⟨

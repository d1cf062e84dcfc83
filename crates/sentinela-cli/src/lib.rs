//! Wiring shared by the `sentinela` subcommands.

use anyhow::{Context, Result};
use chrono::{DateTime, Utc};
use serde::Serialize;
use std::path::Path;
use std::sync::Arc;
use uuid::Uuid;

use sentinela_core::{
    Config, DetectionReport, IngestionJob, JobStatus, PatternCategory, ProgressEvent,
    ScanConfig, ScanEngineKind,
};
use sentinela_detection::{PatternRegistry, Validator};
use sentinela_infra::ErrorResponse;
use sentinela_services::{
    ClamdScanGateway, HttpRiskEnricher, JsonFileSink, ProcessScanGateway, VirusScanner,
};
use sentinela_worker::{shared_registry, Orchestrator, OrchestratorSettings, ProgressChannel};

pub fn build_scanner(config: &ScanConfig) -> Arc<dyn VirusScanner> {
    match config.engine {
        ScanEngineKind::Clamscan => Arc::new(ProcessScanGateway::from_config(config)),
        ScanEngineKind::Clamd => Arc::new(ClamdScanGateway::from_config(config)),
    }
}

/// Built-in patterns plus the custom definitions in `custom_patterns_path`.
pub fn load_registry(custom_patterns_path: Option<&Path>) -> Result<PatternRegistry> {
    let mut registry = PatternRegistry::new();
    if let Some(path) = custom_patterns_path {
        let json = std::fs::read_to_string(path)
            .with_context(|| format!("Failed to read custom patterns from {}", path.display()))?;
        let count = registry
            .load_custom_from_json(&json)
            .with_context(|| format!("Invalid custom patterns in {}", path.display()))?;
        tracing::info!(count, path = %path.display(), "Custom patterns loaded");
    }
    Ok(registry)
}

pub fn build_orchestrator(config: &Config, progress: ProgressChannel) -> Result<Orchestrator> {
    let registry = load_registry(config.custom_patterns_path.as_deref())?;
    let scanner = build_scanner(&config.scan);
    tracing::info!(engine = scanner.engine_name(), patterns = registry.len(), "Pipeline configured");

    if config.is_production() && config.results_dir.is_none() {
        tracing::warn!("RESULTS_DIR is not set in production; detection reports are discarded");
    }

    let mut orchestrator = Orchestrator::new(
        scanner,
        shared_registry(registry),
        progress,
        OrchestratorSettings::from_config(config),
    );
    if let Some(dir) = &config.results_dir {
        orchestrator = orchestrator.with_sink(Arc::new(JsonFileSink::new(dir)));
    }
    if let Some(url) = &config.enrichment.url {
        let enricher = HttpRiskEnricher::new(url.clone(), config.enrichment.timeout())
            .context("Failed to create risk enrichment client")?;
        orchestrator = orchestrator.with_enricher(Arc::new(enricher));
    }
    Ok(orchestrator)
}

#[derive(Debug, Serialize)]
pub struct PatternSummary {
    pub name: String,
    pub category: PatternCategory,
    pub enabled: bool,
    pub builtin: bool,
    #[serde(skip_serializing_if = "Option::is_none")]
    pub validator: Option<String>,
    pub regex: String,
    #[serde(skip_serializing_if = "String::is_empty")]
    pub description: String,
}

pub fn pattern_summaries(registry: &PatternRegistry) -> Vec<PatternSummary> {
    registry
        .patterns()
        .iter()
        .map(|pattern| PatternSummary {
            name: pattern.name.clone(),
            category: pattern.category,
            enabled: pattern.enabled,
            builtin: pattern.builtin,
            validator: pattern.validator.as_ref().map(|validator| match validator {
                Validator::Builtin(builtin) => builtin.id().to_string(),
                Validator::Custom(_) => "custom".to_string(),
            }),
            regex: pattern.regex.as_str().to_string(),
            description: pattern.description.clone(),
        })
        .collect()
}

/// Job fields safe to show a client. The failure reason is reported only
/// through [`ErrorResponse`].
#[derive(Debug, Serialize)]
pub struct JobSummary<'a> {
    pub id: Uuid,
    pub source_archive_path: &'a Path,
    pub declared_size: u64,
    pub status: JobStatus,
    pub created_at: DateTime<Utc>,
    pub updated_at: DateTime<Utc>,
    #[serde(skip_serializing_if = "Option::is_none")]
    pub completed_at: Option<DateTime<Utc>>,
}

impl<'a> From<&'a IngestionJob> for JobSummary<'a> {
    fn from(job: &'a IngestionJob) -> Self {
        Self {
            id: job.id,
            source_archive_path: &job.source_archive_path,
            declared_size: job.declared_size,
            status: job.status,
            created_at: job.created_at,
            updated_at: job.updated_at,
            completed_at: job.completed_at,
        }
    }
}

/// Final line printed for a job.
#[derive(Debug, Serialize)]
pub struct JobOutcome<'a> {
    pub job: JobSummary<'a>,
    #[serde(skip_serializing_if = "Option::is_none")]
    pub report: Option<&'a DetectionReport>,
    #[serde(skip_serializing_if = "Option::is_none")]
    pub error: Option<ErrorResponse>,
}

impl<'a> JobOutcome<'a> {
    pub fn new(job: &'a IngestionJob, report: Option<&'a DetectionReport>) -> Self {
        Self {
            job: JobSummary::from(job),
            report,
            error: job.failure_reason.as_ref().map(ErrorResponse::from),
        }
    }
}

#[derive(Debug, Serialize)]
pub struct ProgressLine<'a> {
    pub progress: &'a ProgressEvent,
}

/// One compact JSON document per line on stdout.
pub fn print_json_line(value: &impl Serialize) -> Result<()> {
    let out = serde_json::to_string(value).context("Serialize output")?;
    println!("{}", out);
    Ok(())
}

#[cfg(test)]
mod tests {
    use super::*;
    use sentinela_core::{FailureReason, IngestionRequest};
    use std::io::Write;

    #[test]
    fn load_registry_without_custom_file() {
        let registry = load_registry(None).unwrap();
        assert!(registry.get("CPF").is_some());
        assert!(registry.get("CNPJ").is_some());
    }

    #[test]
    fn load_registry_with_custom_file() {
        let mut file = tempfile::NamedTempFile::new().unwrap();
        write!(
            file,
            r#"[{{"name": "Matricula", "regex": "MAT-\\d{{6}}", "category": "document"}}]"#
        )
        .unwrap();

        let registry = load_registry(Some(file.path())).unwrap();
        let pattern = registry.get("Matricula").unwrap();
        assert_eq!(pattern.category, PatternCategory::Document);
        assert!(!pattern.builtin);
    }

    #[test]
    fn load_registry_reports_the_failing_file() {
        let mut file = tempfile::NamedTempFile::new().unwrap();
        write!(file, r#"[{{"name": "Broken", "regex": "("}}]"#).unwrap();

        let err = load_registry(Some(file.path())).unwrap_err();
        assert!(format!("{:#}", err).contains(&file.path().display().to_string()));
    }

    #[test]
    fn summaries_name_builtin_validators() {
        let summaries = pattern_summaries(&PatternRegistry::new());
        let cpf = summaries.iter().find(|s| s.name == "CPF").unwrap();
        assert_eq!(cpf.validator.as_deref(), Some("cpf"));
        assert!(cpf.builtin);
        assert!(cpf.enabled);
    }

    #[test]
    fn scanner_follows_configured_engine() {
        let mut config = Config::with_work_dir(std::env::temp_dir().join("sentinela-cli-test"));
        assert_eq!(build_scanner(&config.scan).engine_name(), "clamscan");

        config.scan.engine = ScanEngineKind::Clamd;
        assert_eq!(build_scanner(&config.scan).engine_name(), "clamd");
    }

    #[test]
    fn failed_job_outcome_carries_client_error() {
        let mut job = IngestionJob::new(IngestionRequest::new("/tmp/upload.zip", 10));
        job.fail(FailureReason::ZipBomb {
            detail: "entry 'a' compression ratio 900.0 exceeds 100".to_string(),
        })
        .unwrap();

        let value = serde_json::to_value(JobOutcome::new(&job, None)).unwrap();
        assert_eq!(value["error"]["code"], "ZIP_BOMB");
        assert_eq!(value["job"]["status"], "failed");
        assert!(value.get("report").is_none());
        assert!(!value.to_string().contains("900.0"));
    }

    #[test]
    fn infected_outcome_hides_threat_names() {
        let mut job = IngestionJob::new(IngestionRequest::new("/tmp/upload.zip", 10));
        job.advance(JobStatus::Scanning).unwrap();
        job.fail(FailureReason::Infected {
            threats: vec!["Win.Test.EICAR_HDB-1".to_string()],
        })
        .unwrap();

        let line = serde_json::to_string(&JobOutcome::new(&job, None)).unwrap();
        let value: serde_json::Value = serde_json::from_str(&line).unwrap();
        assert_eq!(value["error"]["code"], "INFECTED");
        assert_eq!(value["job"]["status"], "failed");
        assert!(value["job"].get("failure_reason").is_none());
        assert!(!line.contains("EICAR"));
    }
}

⟩
⟨

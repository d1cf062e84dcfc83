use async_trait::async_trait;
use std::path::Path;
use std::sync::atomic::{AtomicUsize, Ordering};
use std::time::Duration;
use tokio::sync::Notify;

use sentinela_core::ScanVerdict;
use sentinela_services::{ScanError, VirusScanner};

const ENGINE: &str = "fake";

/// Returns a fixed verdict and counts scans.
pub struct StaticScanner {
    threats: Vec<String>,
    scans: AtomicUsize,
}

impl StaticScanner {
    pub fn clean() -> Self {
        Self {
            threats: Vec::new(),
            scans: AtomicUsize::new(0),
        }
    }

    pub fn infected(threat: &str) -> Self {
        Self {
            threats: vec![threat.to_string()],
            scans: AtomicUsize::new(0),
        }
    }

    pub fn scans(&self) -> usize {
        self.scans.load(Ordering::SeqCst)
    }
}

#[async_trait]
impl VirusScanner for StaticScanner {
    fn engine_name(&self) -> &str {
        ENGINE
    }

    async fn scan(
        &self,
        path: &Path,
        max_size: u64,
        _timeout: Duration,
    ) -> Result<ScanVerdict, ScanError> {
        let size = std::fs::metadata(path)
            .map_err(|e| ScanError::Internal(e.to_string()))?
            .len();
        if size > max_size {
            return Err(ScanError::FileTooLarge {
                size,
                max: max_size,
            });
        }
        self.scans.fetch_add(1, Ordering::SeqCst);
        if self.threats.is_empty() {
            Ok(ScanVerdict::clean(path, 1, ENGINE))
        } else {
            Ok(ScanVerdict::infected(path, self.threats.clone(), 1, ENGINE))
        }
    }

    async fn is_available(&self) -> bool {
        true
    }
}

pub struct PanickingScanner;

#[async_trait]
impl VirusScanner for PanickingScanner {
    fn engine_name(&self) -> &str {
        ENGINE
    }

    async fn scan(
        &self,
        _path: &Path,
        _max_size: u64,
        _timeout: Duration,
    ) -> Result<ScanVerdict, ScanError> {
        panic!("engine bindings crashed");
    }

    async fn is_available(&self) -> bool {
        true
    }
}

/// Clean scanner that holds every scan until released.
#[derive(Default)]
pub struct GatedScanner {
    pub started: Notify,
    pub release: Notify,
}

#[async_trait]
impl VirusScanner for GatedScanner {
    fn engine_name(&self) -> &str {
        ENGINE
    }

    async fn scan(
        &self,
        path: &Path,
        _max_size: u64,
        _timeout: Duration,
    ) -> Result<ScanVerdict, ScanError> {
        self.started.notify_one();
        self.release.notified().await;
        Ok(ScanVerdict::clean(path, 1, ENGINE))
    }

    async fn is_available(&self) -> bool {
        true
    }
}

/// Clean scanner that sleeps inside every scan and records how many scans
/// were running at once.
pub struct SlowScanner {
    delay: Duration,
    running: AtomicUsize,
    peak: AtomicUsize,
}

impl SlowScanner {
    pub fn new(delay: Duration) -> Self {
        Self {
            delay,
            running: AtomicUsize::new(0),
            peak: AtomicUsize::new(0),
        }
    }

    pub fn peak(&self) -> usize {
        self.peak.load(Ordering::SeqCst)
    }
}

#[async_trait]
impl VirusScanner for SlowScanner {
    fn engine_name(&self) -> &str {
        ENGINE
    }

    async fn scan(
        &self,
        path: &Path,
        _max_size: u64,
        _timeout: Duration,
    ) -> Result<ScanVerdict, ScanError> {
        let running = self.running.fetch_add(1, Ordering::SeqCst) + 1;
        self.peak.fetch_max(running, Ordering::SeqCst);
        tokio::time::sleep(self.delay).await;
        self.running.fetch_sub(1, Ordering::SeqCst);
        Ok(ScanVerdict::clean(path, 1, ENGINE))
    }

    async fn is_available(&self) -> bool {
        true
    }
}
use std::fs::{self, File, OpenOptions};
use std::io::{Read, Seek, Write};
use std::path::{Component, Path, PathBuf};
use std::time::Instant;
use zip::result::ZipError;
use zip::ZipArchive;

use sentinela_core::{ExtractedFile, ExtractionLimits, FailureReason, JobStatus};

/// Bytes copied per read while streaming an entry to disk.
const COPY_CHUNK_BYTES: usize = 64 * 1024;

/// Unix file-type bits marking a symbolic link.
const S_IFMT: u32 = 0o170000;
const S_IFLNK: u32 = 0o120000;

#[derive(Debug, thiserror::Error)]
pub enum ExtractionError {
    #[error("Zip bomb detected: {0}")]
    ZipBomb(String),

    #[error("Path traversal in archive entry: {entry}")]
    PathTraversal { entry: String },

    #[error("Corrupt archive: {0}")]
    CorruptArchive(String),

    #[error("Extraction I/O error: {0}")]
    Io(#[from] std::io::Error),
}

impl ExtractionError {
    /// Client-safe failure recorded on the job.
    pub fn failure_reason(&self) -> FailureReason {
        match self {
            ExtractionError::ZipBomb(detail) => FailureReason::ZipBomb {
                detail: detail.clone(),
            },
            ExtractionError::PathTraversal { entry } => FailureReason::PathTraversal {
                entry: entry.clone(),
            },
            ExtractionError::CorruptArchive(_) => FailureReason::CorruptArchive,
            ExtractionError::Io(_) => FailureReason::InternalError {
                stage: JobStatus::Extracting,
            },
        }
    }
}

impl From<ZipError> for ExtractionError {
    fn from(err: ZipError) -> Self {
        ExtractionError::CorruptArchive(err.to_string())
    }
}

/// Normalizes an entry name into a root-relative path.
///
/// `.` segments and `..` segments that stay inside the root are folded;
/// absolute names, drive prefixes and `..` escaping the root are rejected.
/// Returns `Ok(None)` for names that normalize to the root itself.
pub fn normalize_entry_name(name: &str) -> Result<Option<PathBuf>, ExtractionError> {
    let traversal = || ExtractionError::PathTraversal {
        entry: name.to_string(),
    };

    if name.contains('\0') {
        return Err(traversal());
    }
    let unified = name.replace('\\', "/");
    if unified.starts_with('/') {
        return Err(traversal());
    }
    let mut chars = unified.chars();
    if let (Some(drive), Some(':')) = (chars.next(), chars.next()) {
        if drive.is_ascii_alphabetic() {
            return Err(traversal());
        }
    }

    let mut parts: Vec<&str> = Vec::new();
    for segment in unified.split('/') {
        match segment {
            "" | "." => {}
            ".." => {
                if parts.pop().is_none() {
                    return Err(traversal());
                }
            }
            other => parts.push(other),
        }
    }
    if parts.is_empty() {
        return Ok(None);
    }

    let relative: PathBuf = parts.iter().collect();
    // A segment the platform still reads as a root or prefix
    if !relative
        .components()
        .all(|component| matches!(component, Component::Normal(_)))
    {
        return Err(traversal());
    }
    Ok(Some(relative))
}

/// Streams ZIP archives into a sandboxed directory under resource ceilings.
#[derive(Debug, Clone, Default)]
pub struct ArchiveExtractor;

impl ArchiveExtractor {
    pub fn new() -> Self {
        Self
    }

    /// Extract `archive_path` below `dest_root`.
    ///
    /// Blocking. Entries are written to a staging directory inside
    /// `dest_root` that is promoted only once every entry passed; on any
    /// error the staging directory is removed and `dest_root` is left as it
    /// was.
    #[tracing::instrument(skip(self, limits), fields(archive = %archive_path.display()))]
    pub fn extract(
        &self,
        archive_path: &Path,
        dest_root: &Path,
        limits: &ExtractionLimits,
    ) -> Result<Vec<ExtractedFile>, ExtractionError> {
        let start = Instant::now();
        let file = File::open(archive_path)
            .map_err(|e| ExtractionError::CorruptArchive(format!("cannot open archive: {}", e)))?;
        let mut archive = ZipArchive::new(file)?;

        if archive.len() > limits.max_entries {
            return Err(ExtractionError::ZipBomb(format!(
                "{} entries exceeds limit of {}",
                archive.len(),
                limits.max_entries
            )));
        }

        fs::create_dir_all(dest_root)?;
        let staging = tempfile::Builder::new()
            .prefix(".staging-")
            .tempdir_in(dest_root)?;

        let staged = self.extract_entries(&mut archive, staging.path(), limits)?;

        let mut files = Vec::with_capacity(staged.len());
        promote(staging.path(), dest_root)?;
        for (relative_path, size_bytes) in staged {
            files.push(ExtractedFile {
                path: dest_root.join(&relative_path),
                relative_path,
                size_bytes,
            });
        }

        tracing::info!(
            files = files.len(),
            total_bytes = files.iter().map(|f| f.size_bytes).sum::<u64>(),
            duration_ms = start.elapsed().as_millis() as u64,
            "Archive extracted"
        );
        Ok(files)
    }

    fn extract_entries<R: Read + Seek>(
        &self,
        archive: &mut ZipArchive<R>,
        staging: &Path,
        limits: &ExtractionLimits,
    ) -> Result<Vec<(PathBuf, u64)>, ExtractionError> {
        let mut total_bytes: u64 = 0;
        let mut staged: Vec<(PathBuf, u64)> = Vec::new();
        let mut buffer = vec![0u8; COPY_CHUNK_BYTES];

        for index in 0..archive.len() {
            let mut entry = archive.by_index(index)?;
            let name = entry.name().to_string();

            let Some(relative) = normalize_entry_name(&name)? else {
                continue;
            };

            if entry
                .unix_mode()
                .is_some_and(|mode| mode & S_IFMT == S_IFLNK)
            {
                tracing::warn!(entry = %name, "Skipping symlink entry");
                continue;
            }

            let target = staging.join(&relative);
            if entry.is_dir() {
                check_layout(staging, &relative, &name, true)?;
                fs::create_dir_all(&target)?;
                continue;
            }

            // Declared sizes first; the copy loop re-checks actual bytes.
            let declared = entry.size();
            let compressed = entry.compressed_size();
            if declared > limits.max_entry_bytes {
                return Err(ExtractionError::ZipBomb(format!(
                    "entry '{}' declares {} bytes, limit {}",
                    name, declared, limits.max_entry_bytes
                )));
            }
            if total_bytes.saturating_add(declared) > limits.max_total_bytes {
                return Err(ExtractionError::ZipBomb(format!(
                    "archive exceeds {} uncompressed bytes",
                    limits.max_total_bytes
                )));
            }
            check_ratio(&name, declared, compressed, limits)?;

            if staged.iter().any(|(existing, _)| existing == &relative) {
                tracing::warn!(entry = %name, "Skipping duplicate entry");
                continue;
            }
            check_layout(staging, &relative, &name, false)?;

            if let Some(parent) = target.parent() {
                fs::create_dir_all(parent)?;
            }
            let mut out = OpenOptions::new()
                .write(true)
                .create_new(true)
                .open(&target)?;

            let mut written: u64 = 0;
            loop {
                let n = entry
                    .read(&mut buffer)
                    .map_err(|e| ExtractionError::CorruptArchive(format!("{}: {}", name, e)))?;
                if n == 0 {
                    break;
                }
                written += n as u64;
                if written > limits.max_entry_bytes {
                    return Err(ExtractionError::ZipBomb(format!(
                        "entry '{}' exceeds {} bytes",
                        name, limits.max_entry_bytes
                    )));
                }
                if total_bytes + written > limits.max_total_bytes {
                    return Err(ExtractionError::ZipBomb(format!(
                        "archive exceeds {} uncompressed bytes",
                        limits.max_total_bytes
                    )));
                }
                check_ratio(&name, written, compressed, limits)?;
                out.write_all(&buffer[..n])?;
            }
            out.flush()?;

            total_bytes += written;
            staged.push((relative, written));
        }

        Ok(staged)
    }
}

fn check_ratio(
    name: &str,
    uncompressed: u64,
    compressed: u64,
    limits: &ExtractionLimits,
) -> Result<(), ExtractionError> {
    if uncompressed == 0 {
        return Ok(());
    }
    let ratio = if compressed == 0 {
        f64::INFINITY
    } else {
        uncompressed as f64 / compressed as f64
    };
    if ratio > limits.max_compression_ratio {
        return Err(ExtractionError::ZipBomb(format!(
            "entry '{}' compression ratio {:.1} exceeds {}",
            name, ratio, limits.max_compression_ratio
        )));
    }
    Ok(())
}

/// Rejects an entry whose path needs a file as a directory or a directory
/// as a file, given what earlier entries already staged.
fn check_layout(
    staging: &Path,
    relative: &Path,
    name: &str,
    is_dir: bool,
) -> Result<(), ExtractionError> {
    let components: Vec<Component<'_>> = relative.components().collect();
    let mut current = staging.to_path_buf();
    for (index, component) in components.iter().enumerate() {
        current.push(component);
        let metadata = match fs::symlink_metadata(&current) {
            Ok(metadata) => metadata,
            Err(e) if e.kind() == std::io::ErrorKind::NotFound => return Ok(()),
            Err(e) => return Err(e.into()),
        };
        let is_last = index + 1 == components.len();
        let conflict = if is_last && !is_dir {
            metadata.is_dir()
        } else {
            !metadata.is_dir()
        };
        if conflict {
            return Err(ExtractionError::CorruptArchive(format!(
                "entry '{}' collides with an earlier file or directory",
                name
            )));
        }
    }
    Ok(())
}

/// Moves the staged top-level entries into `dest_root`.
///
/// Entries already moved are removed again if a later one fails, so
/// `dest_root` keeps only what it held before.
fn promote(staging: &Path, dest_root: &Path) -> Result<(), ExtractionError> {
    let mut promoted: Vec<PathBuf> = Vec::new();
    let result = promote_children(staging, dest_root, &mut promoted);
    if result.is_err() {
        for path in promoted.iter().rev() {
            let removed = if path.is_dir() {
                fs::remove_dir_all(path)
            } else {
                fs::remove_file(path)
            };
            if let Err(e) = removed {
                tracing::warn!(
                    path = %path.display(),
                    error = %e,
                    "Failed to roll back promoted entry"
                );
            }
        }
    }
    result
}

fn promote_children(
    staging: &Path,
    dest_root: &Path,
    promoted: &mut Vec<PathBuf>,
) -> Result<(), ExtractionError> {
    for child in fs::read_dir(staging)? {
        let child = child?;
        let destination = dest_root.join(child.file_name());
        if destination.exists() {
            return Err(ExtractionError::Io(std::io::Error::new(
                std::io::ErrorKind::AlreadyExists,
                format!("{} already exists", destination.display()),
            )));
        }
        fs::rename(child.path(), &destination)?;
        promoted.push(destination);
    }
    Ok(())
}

⟩
⟨

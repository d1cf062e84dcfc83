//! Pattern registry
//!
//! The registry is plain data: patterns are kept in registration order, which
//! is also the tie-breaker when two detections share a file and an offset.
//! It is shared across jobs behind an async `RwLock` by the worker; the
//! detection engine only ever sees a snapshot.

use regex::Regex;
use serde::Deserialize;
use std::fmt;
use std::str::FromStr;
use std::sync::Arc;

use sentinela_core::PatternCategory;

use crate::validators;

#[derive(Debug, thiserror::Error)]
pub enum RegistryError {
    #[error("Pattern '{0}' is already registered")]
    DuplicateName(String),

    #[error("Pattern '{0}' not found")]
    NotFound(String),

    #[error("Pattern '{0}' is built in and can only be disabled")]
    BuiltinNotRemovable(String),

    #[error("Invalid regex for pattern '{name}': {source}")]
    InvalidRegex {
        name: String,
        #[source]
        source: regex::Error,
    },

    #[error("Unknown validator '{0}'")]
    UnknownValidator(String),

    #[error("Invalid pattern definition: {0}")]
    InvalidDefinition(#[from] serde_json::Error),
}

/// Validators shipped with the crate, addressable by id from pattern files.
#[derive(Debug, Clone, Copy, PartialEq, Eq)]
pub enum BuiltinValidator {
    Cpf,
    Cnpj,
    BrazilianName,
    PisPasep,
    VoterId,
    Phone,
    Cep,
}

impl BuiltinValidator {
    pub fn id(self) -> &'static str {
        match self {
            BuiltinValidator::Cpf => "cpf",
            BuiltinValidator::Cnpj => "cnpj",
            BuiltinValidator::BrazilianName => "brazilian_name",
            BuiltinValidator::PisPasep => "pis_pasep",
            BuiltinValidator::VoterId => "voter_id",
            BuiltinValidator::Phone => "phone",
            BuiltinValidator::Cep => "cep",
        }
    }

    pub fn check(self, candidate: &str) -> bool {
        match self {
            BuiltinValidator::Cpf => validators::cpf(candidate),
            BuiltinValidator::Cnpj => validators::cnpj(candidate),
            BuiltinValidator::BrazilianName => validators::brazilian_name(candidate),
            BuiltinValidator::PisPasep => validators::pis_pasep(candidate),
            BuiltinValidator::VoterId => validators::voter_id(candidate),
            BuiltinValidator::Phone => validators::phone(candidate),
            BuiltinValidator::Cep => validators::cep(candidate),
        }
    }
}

⟩

*TASK PROMPT*: Above are the entries. Quote exactly the lines from the one bearing "fs::remove_file(path)" through the one bearing "let destination = dest_root.join(child.file_name());".

*WORKED SOLUTION*:
                fs::remove_file(path)
            };
            if let Err(e) = removed {
                tracing::warn!(
                    path = %path.display(),
                    error = %e,
                    "Failed to roll back promoted entry"
                );
            }
        }
    }
    result
}

fn promote_children(
    staging: &Path,
    dest_root: &Path,
    promoted: &mut Vec<PathBuf>,
) -> Result<(), ExtractionError> {
    for child in fs::read_dir(staging)? {
        let child = child?;
        let destination = dest_root.join(child.file_name());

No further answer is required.